Es wäre eine der einfachsten Maßnahmen, den Geldbeutel und die Umwelt zu schonen: Auf der Autobahn langsamer fahren. Laut Umweltbundesamt emittiert ein Auto pro Kilometer, der mit 100 km/h statt 130 km/h gefahren wird, durchschnittlich 49,7 % weniger Stickoxide und 34,2 % weniger Feinstaub. Zudem werden die CO2-Emissionen um rund 23 Prozent reduziert und damit der gleiche Kraftstoff eingespart.
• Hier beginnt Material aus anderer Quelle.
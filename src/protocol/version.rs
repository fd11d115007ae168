//! Server version gate.
//!
//! Server versions look like `YYYY.M.P` (e.g. `2022.9.1`). Optional protocol
//! features are enabled only when the reported version meets a minimum.

/// Returns `true` if `version` is at least `major.minor` (or
/// `major.minor.patch` when `patch` is given).
///
/// Without a patch component the minor comparison is inclusive; with one the
/// patch decides ties on `major.minor`. Unparsable components count as zero.
#[must_use]
pub fn at_least_version(version: &str, major: u32, minor: u32, patch: Option<u32>) -> bool {
    let mut parts = version.splitn(3, '.').map(parse_component);
    let server_major = parts.next().unwrap_or(0);
    let server_minor = parts.next().unwrap_or(0);
    let server_patch = parts.next().unwrap_or(0);

    if server_major != major {
        return server_major > major;
    }

    match patch {
        None => server_minor >= minor,
        Some(patch) => {
            server_minor > minor || (server_minor == minor && server_patch >= patch)
        }
    }
}

/// Leading digits of a version component (`"0b1"` → 0, `"10dev"` → 10).
fn parse_component(part: &str) -> u32 {
    let digits: String = part.chars().take_while(char::is_ascii_digit).collect();
    digits.parse().unwrap_or(0)
}

// ============================================================================
// Tests
// ============================================================================

#[cfg(test)]
mod tests {
    use super::*;

    #[test]
    fn test_minor_gate() {
        assert!(at_least_version("2022.9.0", 2022, 9, None));
        assert!(at_least_version("2022.10.0", 2022, 9, None));
        assert!(at_least_version("2023.1.0", 2022, 9, None));
        assert!(!at_least_version("2022.8.7", 2022, 9, None));
        assert!(!at_least_version("2021.12.0", 2022, 9, None));
    }

    #[test]
    fn test_patch_gate() {
        assert!(at_least_version("2022.4.0", 2022, 4, Some(0)));
        assert!(at_least_version("2022.5.0", 2022, 4, Some(0)));
        assert!(!at_least_version("2022.3.9", 2022, 4, Some(0)));
        assert!(!at_least_version("2022.4.0", 2022, 4, Some(1)));
    }

    #[test]
    fn test_dev_versions() {
        assert!(at_least_version("2022.10.0b1", 2022, 9, None));
        assert!(at_least_version("2024.1.0.dev2023", 2022, 9, None));
        assert!(!at_least_version("", 2022, 9, None));
    }
}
Wie eine aktuelle Umfrage von Marketagent.com zeigt, sind jedoch nur wenige dazu bereit. 71 Prozent sind mit den aktuellen Tempolimits auf Autobahnen zufrieden. Nur 38 Prozent würden ein temporäres Tempolimit von 100 km/h akzeptieren, um der Klimakatastrophe entgegenzuwirken. Nur 24 % stehen einer dauerhaften Geschwindigkeitsreduzierung positiv gegenüber. Für eine dauerhafte Reduzierung sprechen sich dagegen nur zwölf Prozent der Befragten aus. Ihre Gründe: geringerer Kraftstoffverbrauch (46 %), Beitrag zum Klimaschutz durch geringere CO2-Emissionen (35 %) und Energieeinsparung (35 %).

Gründe für die Beibehaltung von Tempo 130: längere Fahrzeiten (44 %), erhöhtes Ermüdungsrisiko durch langsames Fahren und schlechterer Verkehrsfluss (43 %).